All posts tagged dsl

  • Internal DSL Implementation Techniques

    Two weeks ago I gave a lecture about internal DSLs and techniques to implement them. Here are the slides, sadly I don’t have a video/audio recording of this one:

  • Code Generation and Vendor Lock-In

    When you build a code generator you have two basic options:

    1. Generate code to be read, complemented and possibly modified by humans
    2. Generate code purely as a convenient intermediate step toward bytecode/machine code compilation

    The first approach seems to be the most common. It is the most pragmatic option. “Hey, I keep writing the same code over and over, can’t I simply generate part of it and make minor adjustments by hand?” Yes you can. But then you end up with a maintenance issue: it turns out that the code you generated initially was not quite right, and now what do you do, regenerate the code and lose all the modifications you made? As the kids say these days: FAIL!

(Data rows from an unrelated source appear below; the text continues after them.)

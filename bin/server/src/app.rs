//! Route table.
//!
//! Routes of a disabled capability are not mounted and answer 404.

use axum::{
    Router,
    routing::{delete, get, post},
};
use std::sync::Arc;
use tower_http::trace::TraceLayer;

use crate::auth::{AppState, omniauth, passwords, registrations, sessions};
use crate::home;

/// Builds the application router.
pub fn router(state: Arc<AppState>) -> Router {
    let config = state.accounts.config().clone();

    let mut users: Router<Arc<AppState>> = Router::new().route(
        "/users/sign_out",
        delete(sessions::destroy).post(sessions::destroy),
    );

    // Provider buttons live on the sign-in page.
    if config.database_authenticatable {
        users = users.route(
            "/users/sign_in",
            get(sessions::new).post(sessions::create),
        );
    } else if config.omniauthable {
        users = users.route("/users/sign_in", get(sessions::new));
    }

    if config.registerable {
        users = users
            .route("/users/sign_up", get(registrations::new))
            .route(
                "/users",
                post(registrations::create)
                    .put(registrations::update)
                    .patch(registrations::update),
            )
            .route(
                "/users/edit",
                get(registrations::edit).post(registrations::update),
            );
    }

    if config.recoverable && config.database_authenticatable {
        users = users
            .route("/users/password/new", get(passwords::new))
            .route(
                "/users/password",
                post(passwords::create)
                    .put(passwords::update)
                    .patch(passwords::update),
            )
            .route(
                "/users/password/edit",
                get(passwords::edit).post(passwords::update),
            );
    }

    if config.omniauthable {
        users = users
            .route("/users/auth/failure", get(omniauth::failure))
            .route(
                "/users/auth/{provider}",
                get(omniauth::passthru).post(omniauth::passthru),
            )
            .route("/users/auth/{provider}/callback", get(omniauth::callback));
    }

    Router::new()
        .route("/", get(home::index))
        .route("/home/index", get(home::index))
        .merge(users)
        .layer(TraceLayer::new_for_http())
        .with_state(state)
}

    An improved version of this naive approach is using the generation gap pattern. The idea here is to generate abstract classes, which you extend from custom code and override the parts that you need to override. The result is that you keep generated and manually written code separate, which is a good thing, because you can make changes to the code generator and simply regenerate code without your changes being lost. Usually. Not always, because if you make invasive changes to you code generator, you may generate completely different code altogether; different classes, different methods and so on. Although you do not lose your manually written code, this manually written code now no longer has any apparent relationship to the code that is generated and it needs to be rewritten to fit the new style of generated code. Again: FAIL.

    These problems led us, in the MoDSE research project (pronounced “modes”), to choose approach 2: generate code only as an intermediate step. This also means we have to do 100% code generation, we hardly mix custom and generated code. And in rare edge cases that we have to, we do only through well-defined fixed interfaces. One code generator we built using this approach is WebDSL. After you invoke the compiler on your WebDSL program you do not look at the generated code.

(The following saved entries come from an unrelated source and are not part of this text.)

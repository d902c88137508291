use tracing::{info, warn};

use crate::client::Client;
use crate::error::{Error, Result};
use crate::payload::{OutputFormat, RequestPayload};
use crate::query::{QuerySpec, build_query};
use crate::stream::{OutputSink, OutputTarget, StreamStats, StreamWriter};
use crate::summary::{SummaryAggregator, SummaryStats};

/// Everything one invocation needs: what to ask for and where to put it.
#[derive(Debug, Clone)]
pub struct Retrieval {
    pub query: QuerySpec,
    pub format: OutputFormat,
    /// Maximum number of records; 0 lets the portal return everything.
    pub limit: u64,
    pub output: OutputTarget,
    pub summary: bool,
    pub progress: bool,
}

#[derive(Debug)]
pub struct RetrievalOutcome {
    pub stats: StreamStats,
    pub retries: u32,
    pub summary: Option<SummaryStats>,
}

impl Retrieval {
    pub fn new(query: QuerySpec, output: OutputTarget) -> Self {
        Self {
            query,
            format: OutputFormat::default(),
            limit: 0,
            output,
            summary: false,
            progress: false,
        }
    }

    /// Rejects option combinations that cannot work, before anything touches the network.
    pub fn validate(&self) -> Result<()> {
        if self.summary && self.output.is_stdout() {
            return Err(Error::Config(
                "a summary cannot be generated while writing results to standard output; \
                 choose an output file"
                    .to_string(),
            ));
        }
        Ok(())
    }

    pub fn payload(&self) -> RequestPayload {
        RequestPayload::new(build_query(&self.query), self.format, self.limit)
    }

    /// Runs the single query and streams the results to the output target.
    ///
    /// The output is only opened once the portal has answered successfully, so transport
    /// failures never leave an empty file behind.
    pub fn run(&self, client: &Client) -> Result<RetrievalOutcome> {
        self.validate()?;

        info!(
            tax_id = self.query.taxonomy_id(),
            strategy = self.query.strategy(),
            operator = self.query.operator().as_str(),
            limit = self.limit,
            format = %self.format,
            output = ?self.output,
            "starting retrieval"
        );

        let payload = self.payload();
        let resp = client.fetch(&payload)?;
        let retries = resp.retries;

        let mut sink = OutputSink::open(&self.output)?;
        let mut aggregator = self.summary.then(SummaryAggregator::new);

        let mut writer = StreamWriter::new(self.format).with_progress(self.progress);
        if let Some(agg) = aggregator.as_mut() {
            writer = writer.with_summary(agg);
        }

        let stats = match writer.write(resp.into_body(), &mut sink) {
            Ok(stats) => stats,
            Err(e) => {
                // Keep whatever prefix was received; it is not rolled back.
                if let Err(close_err) = sink.finish() {
                    warn!("failed to flush partial output: {}", close_err);
                }
                return Err(e);
            }
        };
        sink.finish()?;

        info!(
            lines = stats.lines,
            records = stats.records,
            bytes = stats.bytes,
            "wrote {} lines",
            stats.lines
        );
        if let OutputTarget::File(path) = &self.output {
            info!("output saved to {}", path.display());
        }

        let summary = aggregator.map(SummaryAggregator::finish);
        if summary.as_ref().is_some_and(SummaryStats::is_empty) {
            warn!("no data retrieved; summary is empty");
        }

        Ok(RetrievalOutcome {
            stats,
            retries,
            summary,
        })
    }
}

#[cfg(test)]
mod tests {
    use super::*;
    use std::path::PathBuf;

    #[test]
    fn test_summary_with_stdout_rejected() {
        let mut retrieval = Retrieval::new(
            QuerySpec::new("562", "RNA-Seq", false).unwrap(),
            OutputTarget::Stdout,
        );
        assert!(retrieval.validate().is_ok());

        retrieval.summary = true;
        assert!(matches!(retrieval.validate(), Err(Error::Config(_))));

        retrieval.output = OutputTarget::File(PathBuf::from("out.tsv"));
        assert!(retrieval.validate().is_ok());
    }

    #[test]
    fn test_payload_from_retrieval() {
        let mut retrieval = Retrieval::new(
            QuerySpec::new("7460", "RNA-Seq", true).unwrap(),
            OutputTarget::Stdout,
        );
        retrieval.format = OutputFormat::Json;
        retrieval.limit = 5;

        let form = retrieval.payload().to_form();
        assert_eq!(
            form,
            vec![
                ("result", "read_run".to_string()),
                ("query", "tax_eq(7460) AND library_strategy=\"RNA-Seq\"".to_string()),
                ("fields", crate::query::fields_param()),
                ("format", "json".to_string()),
                ("limit", "5".to_string()),
            ]
        );
    }
}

    Now, let’s say you started your own software company and you got your first big customer. Congratulations. You’re going to build the website of a large international corporation. And because you want to be productive and cool ‘n stuff you’re using code generation techniques. Since you were so impressed with the arguments you just read against mixing custom and generated code, you decide to generate 100% of your code, and therefore no longer have to focus on extension and modification techniques. Thou shalt not read generated code. Good for you! You may even choose using WebDSL. Even better.

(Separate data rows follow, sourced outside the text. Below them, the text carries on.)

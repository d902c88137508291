//! End-to-end retrieval tests against an in-memory transport.

use enatrieve::{
    Client, Error, OutputFormat, OutputTarget, QuerySpec, RequestPayload, Retrieval, Transport,
    TransportError, TransportResponse,
};
use reqwest::StatusCode;
use std::io::Cursor;
use std::sync::{Arc, Mutex};
use std::time::Duration;

const TSV_HEADER: &str = "run_accession\texperiment_title\ttax_id\ttax_lineage\tscientific_name\tlibrary_source\tlibrary_strategy\tinstrument_platform\tread_count\tfirst_public\n";

/// Replies with a fixed body after an optional run of 503s, recording each request's form.
struct MockPortal {
    failures_before_success: Mutex<u32>,
    body: String,
    requests: Mutex<Vec<Vec<(&'static str, String)>>>,
}

impl MockPortal {
    fn new(body: impl Into<String>) -> Self {
        Self {
            failures_before_success: Mutex::new(0),
            body: body.into(),
            requests: Mutex::new(Vec::new()),
        }
    }

    fn failing_first(self, n: u32) -> Self {
        *self.failures_before_success.lock().unwrap() = n;
        self
    }

    fn calls(&self) -> usize {
        self.requests.lock().unwrap().len()
    }
}

impl Transport for MockPortal {
    fn post_form(
        &self,
        _url: &str,
        payload: &RequestPayload,
    ) -> Result<TransportResponse, TransportError> {
        self.requests.lock().unwrap().push(payload.to_form());

        let mut failures = self.failures_before_success.lock().unwrap();
        if *failures > 0 {
            *failures -= 1;
            return Ok(TransportResponse {
                status: StatusCode::SERVICE_UNAVAILABLE,
                retry_after: None,
                body: Box::new(Cursor::new(Vec::new())),
            });
        }

        Ok(TransportResponse {
            status: StatusCode::OK,
            retry_after: None,
            body: Box::new(Cursor::new(self.body.clone().into_bytes())),
        })
    }
}

fn client(portal: Arc<MockPortal>) -> Client {
    Client::with_transport("https://portal.invalid/ena/portal/api/search", portal)
        .with_sleeper(Arc::new(|_: Duration| {}))
}

#[test]
fn test_single_tsv_row_end_to_end() {
    let row = "SRR000001\tE. coli RNA-Seq\t562\t1;131567;2;562\tEscherichia coli\tTRANSCRIPTOMIC\tRNA-Seq\tILLUMINA\t42\t2012-05-01\n";
    let portal = Arc::new(MockPortal::new(format!("{TSV_HEADER}{row}")));
    let dir = tempfile::tempdir().unwrap();
    let path = dir.path().join("enatrieved_562_RNA-Seq.tsv");

    let mut retrieval = Retrieval::new(
        QuerySpec::new("562", "RNA-Seq", false).unwrap(),
        OutputTarget::File(path.clone()),
    );
    retrieval.limit = 1;
    retrieval.format = OutputFormat::Tsv;

    let outcome = retrieval.run(&client(portal.clone())).unwrap();

    // Lines include the header row; records do not.
    assert_eq!(outcome.stats.lines, 2);
    assert_eq!(outcome.stats.records, 1);
    assert_eq!(outcome.retries, 0);
    assert!(outcome.summary.is_none());

    let requests = portal.requests.lock().unwrap();
    assert_eq!(requests.len(), 1);
    let form = &requests[0];
    assert!(form.contains(&(
        "query",
        "tax_tree(562) AND library_strategy=\"RNA-Seq\"".to_string()
    )));
    assert!(form.contains(&("limit", "1".to_string())));
    assert!(form.contains(&("result", "read_run".to_string())));

    let written = std::fs::read_to_string(&path).unwrap();
    assert_eq!(written, format!("{TSV_HEADER}{row}"));
}

#[test]
fn test_summary_with_stdout_makes_no_request() {
    let portal = Arc::new(MockPortal::new(TSV_HEADER));
    let mut retrieval = Retrieval::new(
        QuerySpec::new("562", "RNA-Seq", false).unwrap(),
        OutputTarget::Stdout,
    );
    retrieval.summary = true;

    let err = retrieval.run(&client(portal.clone())).unwrap_err();
    assert!(matches!(err, Error::Config(_)));
    assert_eq!(portal.calls(), 0);
}

#[test]
fn test_json_with_summary_after_retries() {
    let body = r#"[{"run_accession":"ERR1","tax_id":"7460","scientific_name":"Apis mellifera","library_strategy":"RNA-Seq","instrument_platform":"ILLUMINA","read_count":"2000"},
{"run_accession":"ERR2","tax_id":"7460","scientific_name":"Apis mellifera","library_strategy":"RNA-Seq","instrument_platform":"OXFORD_NANOPORE","read_count":"300"},
{"run_accession":"ERR3","tax_id":"7425","scientific_name":"Apis cerana","library_strategy":"RNA-Seq","instrument_platform":"ILLUMINA","read_count":"1000"}]"#;
    let portal = Arc::new(MockPortal::new(body).failing_first(2));
    let dir = tempfile::tempdir().unwrap();
    let path = dir.path().join("bees.json");

    let mut retrieval = Retrieval::new(
        QuerySpec::new("7459", "RNA-Seq", false).unwrap(),
        OutputTarget::File(path.clone()),
    );
    retrieval.format = OutputFormat::Json;
    retrieval.summary = true;

    let outcome = retrieval.run(&client(portal.clone())).unwrap();
    assert_eq!(outcome.retries, 2);
    assert_eq!(portal.calls(), 3);
    assert_eq!(outcome.stats.records, 3);

    let summary = outcome.summary.unwrap();
    assert_eq!(summary.total(), 3);
    assert_eq!(summary.unique_organisms(), 2);
    assert_eq!(summary.organisms_with_long_read(), 1);
    assert_eq!(summary.reads_total(), 3300);
    assert_eq!(summary.reads_long(), 300);

    let parsed: serde_json::Value =
        serde_json::from_str(&std::fs::read_to_string(&path).unwrap()).unwrap();
    assert_eq!(parsed.as_array().unwrap().len(), 3);
}

#[test]
fn test_transport_failure_leaves_no_file() {
    let portal = Arc::new(MockPortal::new("").failing_first(100));
    let dir = tempfile::tempdir().unwrap();
    let path = dir.path().join("never.tsv");

    let retrieval = Retrieval::new(
        QuerySpec::new("562", "RNA-Seq", true).unwrap(),
        OutputTarget::File(path.clone()),
    );

    let err = retrieval.run(&client(portal.clone())).unwrap_err();
    assert!(matches!(err, Error::RetriesExhausted { retries: 5, .. }));
    assert_eq!(portal.calls(), 6);
    assert!(!path.exists());
}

    But what about your customer? What if you deliver your product? Either you deliver a perfect product that is done and will never have to be changed again — good luck with that. Or, as part of your delivery, you deliver the source code. What source code? Well, not the generated code, because it’s essentially worthless as it’s not intended for human consumption (and in the case of WebDSL, believe me, it’s not). So you deliver the model that was the input of your code generator (e.g. the WebDSL source code). Fantastic. However, your customer is worried. In the future they may need developers familiar with the input language of your code generator to continue work on the product. Where are they going to find such developers? Well, in your company. That’s great for you, but not great for your customer, because you essentially locked them in.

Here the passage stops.